The research team that studied eight rhesus monkeys included Harvard Medical School professor Dan Barouch, whose team at the Beth Israel Deaconess Medical Center for Virology and Vaccine Research has conducted research on global pathogens including tuberculosis, HIV and Zika. Barouch did not respond to emails.

PETA recently wrote a letter to the Harvard Medical School to protest Barouch's involvement with Alpha Genesis.

The Zika project was funded by Janssen Pharmaceuticals, now part of Johnson & Johnson Innovation, and it received some support from a federal program, according to the paper published in August. The team notes that its protocol was approved by the Alpha Genesis IACUC, and it credits Ferguson and long-time Alpha Genesis scientist William Rinaldi as contributors.

The paper details how 14 pregnant rhesus monkeys received the experimental vaccine, then returned to their social groups while it took effect. Some were injected with Zika, which had been cultured in the laboratory. The paper does not detail any movement of the monkeys off the Alpha Genesis property. Experts say standard protocol is to confine them in cages inside the lab to avoid exposure. The author of the paper, Amanda Martinot, did not respond to emails from The Post and Courier.

Two weeks before their due dates, the pregnant monkeys underwent C sections. Researchers euthanized their fetuses to study their brains. They found several brain abnormalities consistent with defects researchers had found in infected human babies.

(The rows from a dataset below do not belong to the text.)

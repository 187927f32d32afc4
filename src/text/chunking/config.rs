//! Configuration and statistics for word-bounded text chunking

use super::error::{ChunkingError, Result};
use super::types::ChunkType;
use serde::Deserialize;
use std::time::{Duration, Instant};

/// Lower bound used when merging small chunks upward
pub const MIN_CHUNK_WORDS: usize = 1000;
/// Upper bound for a chunk sent to the formatter
pub const MAX_CHUNK_WORDS: usize = 2000;
/// Upper bound for a chunk sent to flashcard generation
pub const FLASHCARD_MAX_CHUNK_WORDS: usize = 1500;

/// Configuration for word-bounded chunking
///
/// Fields missing from the environment fall back to the document preset.
#[derive(Debug, Clone, PartialEq, Eq, Deserialize)]
#[serde(default)]
pub struct WordChunkingConfig {
    /// Minimum words per chunk (for merging small chunks)
    pub min_chunk_words: usize,
    /// Maximum words per chunk
    pub max_chunk_words: usize,
    /// Split paragraphs larger than the maximum at sentence boundaries
    pub enable_sentence_splitting: bool,
    /// Merge initial chunks upward until they reach the minimum
    pub enable_chunk_merging: bool,
}

impl Default for WordChunkingConfig {
    fn default() -> Self {
        Self::for_document()
    }
}

impl WordChunkingConfig {
    /// Configuration used when formatting a document into HTML
    pub fn for_document() -> Self {
        Self {
            min_chunk_words: MIN_CHUNK_WORDS,
            max_chunk_words: MAX_CHUNK_WORDS,
            enable_sentence_splitting: true,
            enable_chunk_merging: true,
        }
    }

    /// Configuration used when generating flashcards: paragraph packing only
    pub fn for_flashcards() -> Self {
        Self {
            min_chunk_words: FLASHCARD_MAX_CHUNK_WORDS / 2,
            max_chunk_words: FLASHCARD_MAX_CHUNK_WORDS,
            enable_sentence_splitting: false,
            enable_chunk_merging: false,
        }
    }

    /// Document preset with custom bounds
    pub fn with_limits(min_chunk_words: usize, max_chunk_words: usize) -> Self {
        Self {
            min_chunk_words,
            max_chunk_words,
            ..Self::for_document()
        }
    }

    /// Validate configuration settings
    pub fn validate(&self) -> std::result::Result<(), String> {
        if self.max_chunk_words == 0 {
            return Err("max_chunk_words must be greater than 0".to_string());
        }

        if self.min_chunk_words > self.max_chunk_words {
            return Err(format!(
                "min_chunk_words ({}) must not exceed max_chunk_words ({})",
                self.min_chunk_words, self.max_chunk_words
            ));
        }

        Ok(())
    }

    /// Load from environment variables, e.g. `CHUNK_MAX_CHUNK_WORDS` for prefix `CHUNK_`
    pub fn from_env(prefix: &str) -> Result<Self> {
        Self::from_vars(prefix, std::env::vars())
    }

    pub fn from_vars<I>(prefix: &str, vars: I) -> Result<Self>
    where
        I: IntoIterator<Item = (String, String)>,
    {
        let config: Self = envy::prefixed(prefix).from_iter(vars)?;
        config.validate().map_err(ChunkingError::configuration)?;
        Ok(config)
    }
}

/// Statistics for the last chunking operation
#[derive(Debug, Clone, Default)]
pub struct ChunkingStatistics {
    /// Total processing time
    pub total_processing_time: Duration,

    /// Input text statistics
    pub input_word_count: usize,
    pub detected_paragraph_count: usize,
    pub oversized_paragraph_count: usize,

    /// Chunks after the paragraph pass
    pub initial_chunk_count: usize,
    /// Whether a small trailing chunk was folded into the previous one
    pub leftover_folded: bool,

    /// Output chunk statistics
    pub total_chunks_created: usize,
    pub whole_text_chunks: usize,
    pub paragraph_chunks: usize,
    pub sentence_split_chunks: usize,
    pub merged_chunks: usize,

    /// Word statistics
    pub total_words_emitted: usize,
    pub avg_words_per_chunk: f32,
    pub max_words_in_chunk: usize,
    pub min_words_in_chunk: usize,
}

impl ChunkingStatistics {
    pub fn new() -> Self {
        Self::default()
    }

    pub fn start_total_timing(&mut self) -> Instant {
        Instant::now()
    }

    pub fn finish_total_timing(&mut self, start: Instant) {
        self.total_processing_time = start.elapsed();
    }

    pub fn record_input_stats(&mut self, word_count: usize) {
        self.input_word_count = word_count;
    }

    /// Record chunk creation by type
    pub fn record_chunk_creation(&mut self, chunk_type: &ChunkType) {
        self.total_chunks_created += 1;
        match chunk_type {
            ChunkType::WholeText => self.whole_text_chunks += 1,
            ChunkType::Paragraphs => self.paragraph_chunks += 1,
            ChunkType::SentenceSplit => self.sentence_split_chunks += 1,
            ChunkType::Merged => self.merged_chunks += 1,
        }
    }

    /// Record word statistics for a chunk
    pub fn record_word_stats(&mut self, word_count: usize) {
        self.total_words_emitted += word_count;

        if self.total_chunks_created <= 1 || word_count > self.max_words_in_chunk {
            self.max_words_in_chunk = word_count;
        }

        if self.total_chunks_created <= 1 || word_count < self.min_words_in_chunk {
            self.min_words_in_chunk = word_count;
        }
    }

    /// Calculate derived metrics (call this after all processing is complete)
    pub fn calculate_derived_metrics(&mut self) {
        if self.total_chunks_created > 0 {
            self.avg_words_per_chunk =
                self.total_words_emitted as f32 / self.total_chunks_created as f32;
        }
    }

    /// Get summary as string for logging
    pub fn summary(&self) -> String {
        format!(
            "Chunking Stats: {} words, {} paragraphs ({} oversized) -> {} initial -> {} chunks \
            ({:.1} avg words/chunk, min {}, max {}) in {:.2}ms",
            self.input_word_count,
            self.detected_paragraph_count,
            self.oversized_paragraph_count,
            self.initial_chunk_count,
            self.total_chunks_created,
            self.avg_words_per_chunk,
            self.min_words_in_chunk,
            self.max_words_in_chunk,
            self.total_processing_time.as_secs_f64() * 1000.0,
        )
    }
}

The researchers concluded from the study that the new vaccine effectively protects monkeys from the virus, a step in bringing the drug to human trials.

None of the Zika research thus far has yielded a marketable vaccine. The virus is still a problem in many parts of the world, and the federal Centers for Disease Control and Prevention warns international travelers to be careful in countries where Zika is present, though no cases have been acquired in U.S. states since 2017.

The former employee said that the areas designated for animal research were slightly more secure than the breeding colonies from which the monkeys escaped. Cockroaches, palmetto bugs and large rodents wriggled into the building holding these tested primates and could find their way out, the ex-employee said.

Westergaard has declined requests for reporters to tour the facility.